あなたの長靴がウイルスを毎日運んでいるかもしれません。
カブモザイクウイルス(Turnip mosaic virus, TuMV)は、発症初期では葉脈が薄く黄化し、モザイク状の斑紋を示します。発症率は圃場条件にもよりますが、感染初期株が1株でもあると2週間で全体の30%に広がることがあります。
葉の波打ちや奇形も進行します。
これが初期サインです。
つまり、外見の変化を早期に見抜くことが防除の第一歩です。
たとえば、温度が20〜25℃、湿度が高い環境では潜伏期間も短縮され、見た目の変化が2〜3日で現れることがあります。定期的に下葉を確認し、葉脈の透明化や模様が出ていないかを見ることが重要です。
症状の見落としが感染拡大の始まりです。
結論は、異常な模様を見逃さないことです。
従来はアブラムシが主な媒介者とされてきました。しかし近年の調査で、アブラムシ以外にもハダニやトビムシの活動でも移動が見られることがわかっています。
意外ですね。
特に、室内栽培のポット苗で感染が確認されたケースでは、苗トレイ全体が接触感染源になっていました。
つまり、「虫対策だけ」では不十分ということです。
また、千葉県農林総合研究センターの報告(2023年)では、苗運搬箱のプラスチック表面にウイルスが付着する時間が最長72時間に達する例がありました。これは1回の運送だけでも十分感染リスクがあるということです。
輸送ルートにも注意が必要です。
結論は、接触経路の管理も防除の一部ということですね。
多くの農家では「二年空ければ大丈夫」という常識がありますが、TuMVは根や雑草根部に残存するため最長4年土壌に潜伏することが報告されています。
これは衝撃的な点です。
輪作してもウイルスが消えないケースが確認されています。
特に、アブラナ科雑草(ナズナやタネツケバナ)が隣接している圃場では感染維持源になります。
除草の頻度を下げると感染が持続します。
これは多くの農家で見落とされている実態です。つまり、除草は単なる見た目の問題ではなく、輪作の根幹管理です。
圃場での防除策として、「無感染区」を設ける方法があります。これは感染リスクを区画的に制限するものです。たとえば、消毒完了した機材・長靴専用区域を設定するだけで感染率が20%下がる例もあります。
効率的ですね。
防除の基本は「媒介防止」ではなく、「持ち込み防止」です。
農業者の多くがここを誤解しています。
感染土壌の持ち込みを防ぐだけでも、発生確率は1/5に低下します。長靴や車輪を毎回次亜塩素酸ナトリウムで洗浄することで感染再発率も45%減ったという報告もあります。
つまり、道具と靴底の消毒が最優先です。
また、耐病性品種の活用は効果的です。例えばタキイ種苗の「CRお黄にいな」はTuMV抵抗性を持ち、試験結果で感染率が通常品種の1/10でした。安定性も高く、コストパフォーマンスにも優れています。防除専用品種を導入するだけで労働時間を短縮できます。
いいことですね。
さらに、アプリ「農病マップ」などを使えば、地域ごとの感染報告を確認しながら耕作スケジュールを調整できます。感染時期を避けるのが最も効率的な方法の一つです。
この機能は無料です。
収穫後の残渣がウイルス温床となることがあります。例えば、感染した株を刈り残したまま土にすき込むと、翌年発芽した自生苗から再感染が始まります。このパターンでの再発例は全体の25%を占めます。つまり、収穫後の清掃が不十分なことが原因なのです。
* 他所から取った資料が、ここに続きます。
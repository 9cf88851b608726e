//! Per-document processing outcomes

use crate::error::GenerationFailure;
use thiserror::Error;

/// Terminal state of one document within a batch run.
///
/// Every document reaches exactly one of these states; none of them stops
/// the run.
#[derive(Debug, Clone, PartialEq, Eq)]
pub enum DocumentOutcome {
    /// A record was written for this document
    Saved {
        /// Name of the record file that was created
        output_name: String,
    },

    /// The document's MIME type is not a supported word-processing format
    Skipped,

    /// One of the per-document steps failed
    Failed(DocumentFailure),
}

/// Which step of a document's processing failed, and why
#[derive(Error, Debug, Clone, PartialEq, Eq)]
pub enum DocumentFailure {
    /// The text extraction collaborator could not convert the document
    #[error("text extraction failed: {0}")]
    Extraction(String),

    /// The generation or normalization step failed
    #[error("generation failed: {0}")]
    Generation(#[from] GenerationFailure),

    /// The storage collaborator could not write the record
    #[error("record write failed: {0}")]
    Write(String),
}
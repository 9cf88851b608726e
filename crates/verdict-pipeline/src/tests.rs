//! Integration tests for the batch pipeline

#[cfg(test)]
mod tests {
    use crate::{
        BatchPipeline, DocumentFailure, DocumentOutcome, GenerationFailure, PipelineConfig,
        PipelineError, PromptBuilder,
    };
    use std::sync::{Arc, Mutex};
    use verdict_domain::traits::{DocumentSource, RecordSink, TextExtractor};
    use verdict_domain::{OutputRecord, SourceDocument, MIME_WORD_LEGACY, MIME_WORD_XML};
    use verdict_llm::{GenerationError, MockProvider};

    struct VecSource {
        documents: Vec<SourceDocument>,
    }

    impl DocumentSource for VecSource {
        type Error = String;

        fn list(&self, _folder_id: &str) -> Result<Vec<SourceDocument>, Self::Error> {
            Ok(self.documents.clone())
        }
    }

    struct FailingSource;

    impl DocumentSource for FailingSource {
        type Error = String;

        fn list(&self, _folder_id: &str) -> Result<Vec<SourceDocument>, Self::Error> {
            Err("storage unavailable".to_string())
        }
    }

    struct Utf8Extractor;

    impl TextExtractor for Utf8Extractor {
        type Error = String;

        fn extract(&self, document: &SourceDocument) -> Result<String, Self::Error> {
            Ok(String::from_utf8_lossy(&document.content).into_owned())
        }
    }

    struct FailingExtractor;

    impl TextExtractor for FailingExtractor {
        type Error = String;

        fn extract(&self, _document: &SourceDocument) -> Result<String, Self::Error> {
            Err("conversion failed".to_string())
        }
    }

    #[derive(Clone, Default)]
    struct MemorySink {
        files: Arc<Mutex<Vec<(String, OutputRecord)>>>,
    }

    impl RecordSink for MemorySink {
        type Error = String;

        fn write(&mut self, folder_id: &str, record: &OutputRecord) -> Result<(), Self::Error> {
            self.files
                .lock()
                .unwrap()
                .push((folder_id.to_string(), record.clone()));
            Ok(())
        }
    }

    struct FailingSink;

    impl RecordSink for FailingSink {
        type Error = String;

        fn write(&mut self, _folder_id: &str, _record: &OutputRecord) -> Result<(), Self::Error> {
            Err("quota exceeded".to_string())
        }
    }

    fn envelope(text: &str) -> String {
        serde_json::json!({
            "candidates": [{ "content": { "parts": [{ "text": text }] } }]
        })
        .to_string()
    }

    fn docx(name: &str, text: &str) -> SourceDocument {
        SourceDocument::new(name, MIME_WORD_XML, text.as_bytes().to_vec())
    }

    fn config() -> PipelineConfig {
        PipelineConfig::new("source", "target")
    }

    #[tokio::test]
    async fn test_supported_document_is_processed_and_unsupported_is_skipped() {
        let documents = vec![
            docx("verdict.docx", "some verdict text"),
            SourceDocument::new("scan.pdf", "application/pdf", b"%PDF".to_vec()),
        ];

        let provider = MockProvider::new(envelope(r#"{"court name": "שלום"}"#));
        let sink = MemorySink::default();

        let mut pipeline = BatchPipeline::new(
            VecSource { documents },
            Utf8Extractor,
            sink.clone(),
            provider,
            config(),
        );

        let summary = pipeline.run().await.unwrap();

        assert_eq!(summary.processed, 1);
        assert_eq!(summary.skipped, 1);
        assert_eq!(summary.failed, 0);

        let files = sink.files.lock().unwrap();
        assert_eq!(files.len(), 1);
        assert_eq!(files[0].0, "target");
        assert_eq!(files[0].1.file_name, "verdict_parsed.json");
    }

    #[tokio::test]
    async fn test_http_error_is_isolated_to_one_document() {
        let documents = vec![
            docx("first.docx", "first verdict"),
            docx("second.docx", "second verdict"),
        ];

        let mut provider = MockProvider::new(envelope(r#"{"ok": true}"#));
        let failing_prompt = PromptBuilder::new("first verdict").build();
        provider.add_error(failing_prompt, GenerationError::HttpStatus(500));

        let sink = MemorySink::default();
        let mut pipeline = BatchPipeline::new(
            VecSource { documents },
            Utf8Extractor,
            sink.clone(),
            provider,
            config(),
        );

        let summary = pipeline.run().await.unwrap();

        assert_eq!(summary.processed, 1);
        assert_eq!(summary.failed, 1);

        // Only the second document produced a record
        let files = sink.files.lock().unwrap();
        assert_eq!(files.len(), 1);
        assert_eq!(files[0].1.file_name, "second_parsed.json");
    }

    #[tokio::test]
    async fn test_fenced_response_is_canonicalized() {
        let documents = vec![docx("verdict.docx", "text")];

        let provider = MockProvider::new(envelope("```json\n{\"a\":1}\n```"));
        let sink = MemorySink::default();
        let mut pipeline = BatchPipeline::new(
            VecSource { documents },
            Utf8Extractor,
            sink.clone(),
            provider,
            config(),
        );

        let summary = pipeline.run().await.unwrap();
        assert_eq!(summary.processed, 1);

        let files = sink.files.lock().unwrap();
        assert_eq!(files[0].1.content, "{\n  \"a\": 1\n}");
    }

    #[tokio::test]
    async fn test_run_with_no_supported_documents() {
        let documents = vec![SourceDocument::new(
            "scan.pdf",
            "application/pdf",
            Vec::new(),
        )];

        let provider = MockProvider::default();
        let call_counter = provider.clone();

        let mut pipeline = BatchPipeline::new(
            VecSource { documents },
            Utf8Extractor,
            MemorySink::default(),
            provider,
            config(),
        );

        let summary = pipeline.run().await.unwrap();

        assert!(summary.is_empty());
        assert_eq!(summary.skipped, 1);
        assert_eq!(call_counter.call_count(), 0);
    }

    #[tokio::test]
    async fn test_run_with_empty_folder() {
        let mut pipeline = BatchPipeline::new(
            VecSource {
                documents: Vec::new(),
            },
            Utf8Extractor,
            MemorySink::default(),
            MockProvider::default(),
            config(),
        );

        let summary = pipeline.run().await.unwrap();
        assert!(summary.is_empty());
        assert_eq!(summary.skipped, 0);
        assert_eq!(summary.failed, 0);
    }

    #[tokio::test]
    async fn test_extraction_failure_does_not_abort_the_run() {
        let documents = vec![
            docx("first.docx", "first"),
            docx("second.docx", "second"),
        ];

        let provider = MockProvider::new(envelope("{}"));
        let call_counter = provider.clone();

        let mut pipeline = BatchPipeline::new(
            VecSource { documents },
            FailingExtractor,
            MemorySink::default(),
            provider,
            config(),
        );

        let summary = pipeline.run().await.unwrap();

        assert_eq!(summary.failed, 2);
        assert_eq!(summary.processed, 0);
        // No prompt ever reached the provider
        assert_eq!(call_counter.call_count(), 0);
    }

    #[tokio::test]
    async fn test_write_failure_does_not_abort_the_run() {
        let documents = vec![
            docx("first.docx", "first"),
            docx("second.docx", "second"),
        ];

        let mut pipeline = BatchPipeline::new(
            VecSource { documents },
            Utf8Extractor,
            FailingSink,
            MockProvider::new(envelope("{}")),
            config(),
        );

        let summary = pipeline.run().await.unwrap();
        assert_eq!(summary.failed, 2);
        assert_eq!(summary.processed, 0);
    }

    #[tokio::test]
    async fn test_listing_failure_aborts_the_run() {
        let mut pipeline = BatchPipeline::new(
            FailingSource,
            Utf8Extractor,
            MemorySink::default(),
            MockProvider::default(),
            config(),
        );

        let result = pipeline.run().await;
        assert!(matches!(result, Err(PipelineError::Listing(_))));
    }

    #[tokio::test]
    async fn test_unparseable_candidate_marks_document_failed() {
        let documents = vec![docx("verdict.docx", "text")];

        let provider = MockProvider::new(envelope("the model decided to chat instead"));
        let sink = MemorySink::default();
        let mut pipeline = BatchPipeline::new(
            VecSource { documents },
            Utf8Extractor,
            sink.clone(),
            provider,
            config(),
        );

        let summary = pipeline.run().await.unwrap();

        assert_eq!(summary.failed, 1);
        assert!(sink.files.lock().unwrap().is_empty());
    }

    #[tokio::test]
    async fn test_one_generation_call_per_supported_document() {
        let documents = vec![
            docx("a.docx", "a"),
            SourceDocument::new("b.doc", MIME_WORD_LEGACY, b"b".to_vec()),
            SourceDocument::new("c.txt", "text/plain", b"c".to_vec()),
        ];

        let provider = MockProvider::new(envelope("{}"));
        let call_counter = provider.clone();

        let mut pipeline = BatchPipeline::new(
            VecSource { documents },
            Utf8Extractor,
            MemorySink::default(),
            provider,
            config(),
        );

        let summary = pipeline.run().await.unwrap();

        assert_eq!(summary.processed, 2);
        assert_eq!(summary.skipped, 1);
        assert_eq!(call_counter.call_count(), 2);
    }

    #[test]
    fn test_failure_values_carry_their_step() {
        let outcome = DocumentOutcome::Failed(DocumentFailure::Generation(
            GenerationFailure::HttpStatus(429),
        ));
        match outcome {
            DocumentOutcome::Failed(DocumentFailure::Generation(
                GenerationFailure::HttpStatus(code),
            )) => assert_eq!(code, 429),
            other => panic!("unexpected outcome: {:?}", other),
        }
    }
}
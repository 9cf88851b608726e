//! Batch orchestrator: one sequential pass over the source folder

use crate::config::PipelineConfig;
use crate::error::{GenerationFailure, PipelineError};
use crate::parser::normalize_response;
use crate::prompt::PromptBuilder;
use crate::types::{DocumentFailure, DocumentOutcome};
use std::fmt::Display;
use std::sync::Arc;
use tracing::{debug, info, warn};
use verdict_domain::traits::{DocumentSource, GenerationProvider, RecordSink, TextExtractor};
use verdict_domain::{OutputRecord, RunSummary, SourceDocument};

/// Drives one batch run: list, then per document extract → generate →
/// normalize → write.
///
/// Processing is strictly sequential; each document's generation call
/// completes before the next document starts. Every per-document failure
/// degrades to a [`DocumentOutcome::Failed`] and the run continues; only a
/// failed folder listing aborts the run.
pub struct BatchPipeline<F, X, W, L>
where
    F: DocumentSource,
    X: TextExtractor,
    W: RecordSink,
    L: GenerationProvider,
{
    source: F,
    extractor: X,
    sink: W,
    provider: Arc<L>,
    config: PipelineConfig,
}

impl<F, X, W, L> BatchPipeline<F, X, W, L>
where
    F: DocumentSource,
    X: TextExtractor,
    W: RecordSink,
    L: GenerationProvider + Send + Sync + 'static,
    L::Error: Into<GenerationFailure>,
    F::Error: Display,
    X::Error: Display,
    W::Error: Display,
{
    /// Create a new pipeline over the given collaborators
    pub fn new(source: F, extractor: X, sink: W, provider: L, config: PipelineConfig) -> Self {
        Self {
            source,
            extractor,
            sink,
            provider: Arc::new(provider),
            config,
        }
    }

    /// Run one batch over the configured source folder
    pub async fn run(&mut self) -> Result<RunSummary, PipelineError> {
        info!(
            "Starting batch run over source folder '{}'",
            self.config.source_folder_id
        );

        let documents = self
            .source
            .list(&self.config.source_folder_id)
            .map_err(|e| PipelineError::Listing(e.to_string()))?;

        info!("Discovered {} documents", documents.len());

        let mut summary = RunSummary::default();

        for document in &documents {
            debug!("Checking file: {} ({})", document.name, document.mime_type);

            match self.process_document(document).await {
                DocumentOutcome::Saved { output_name } => {
                    info!("Saved record {}", output_name);
                    summary.processed += 1;
                }
                DocumentOutcome::Skipped => {
                    debug!(
                        "Skipping unsupported file type: {} ({})",
                        document.name, document.mime_type
                    );
                    summary.skipped += 1;
                }
                DocumentOutcome::Failed(failure) => {
                    warn!("Document '{}' failed: {}", document.name, failure);
                    summary.failed += 1;
                }
            }
        }

        if summary.is_empty() {
            info!("No supported documents were processed");
        } else {
            info!("Finished processing {} documents", summary.processed);
        }

        Ok(summary)
    }

    /// Take one document through its full lifecycle.
    ///
    /// Extraction, generation, and write failures are all confined to this
    /// document; the caller only sees an outcome value.
    async fn process_document(&mut self, document: &SourceDocument) -> DocumentOutcome {
        if !document.is_supported() {
            return DocumentOutcome::Skipped;
        }

        info!("Processing supported document: {}", document.name);

        let text = match self.extractor.extract(document) {
            Ok(text) => text,
            Err(e) => return DocumentOutcome::Failed(DocumentFailure::Extraction(e.to_string())),
        };

        debug!("Extracted text length: {}", text.len());

        let prompt = PromptBuilder::new(text).build();

        let canonical = match self.generate(&prompt).await {
            Ok(canonical) => canonical,
            Err(failure) => return DocumentOutcome::Failed(DocumentFailure::Generation(failure)),
        };

        let record = OutputRecord::for_document(document, canonical);
        let output_name = record.file_name.clone();

        match self.sink.write(&self.config.target_folder_id, &record) {
            Ok(()) => DocumentOutcome::Saved { output_name },
            Err(e) => DocumentOutcome::Failed(DocumentFailure::Write(e.to_string())),
        }
    }

    /// One generation attempt: send the prompt, then normalize the body
    async fn generate(&self, prompt: &str) -> Result<String, GenerationFailure> {
        let provider = Arc::clone(&self.provider);
        let prompt = prompt.to_string();

        // The provider trait is synchronous, so run it on a blocking thread
        let body = tokio::task::spawn_blocking(move || -> Result<String, GenerationFailure> {
            provider.generate(&prompt).map_err(Into::into)
        })
        .await
        .map_err(|e| GenerationFailure::Transport(format!("task join error: {}", e)))??;

        debug!("Generation response length: {}", body.len());

        normalize_response(&body)
    }
}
残渣処理では、焼却または深さ30cm以上の埋設処理を行うことが推奨されています。単に圃場外搬出では、運搬ルート上で感染拡散する恐れがあります。
特に風の強い日には注意が必要です。
結論は、後始末までが防除です。
最後に、処理後の機械(ロータリー耕運機やコンテナ)は必ず再消毒してください。これを怠ると、せっかくの焼却処理が無意味になります。
カブモザイクウイルスの具体的な拡散機構が解説されている文献は下記が参考になります。
日本植物病理学会の報告書「カブモザイクウイルスの発生生態と防除対応」には、媒介昆虫以外の感染経路実験結果が詳しく載っています。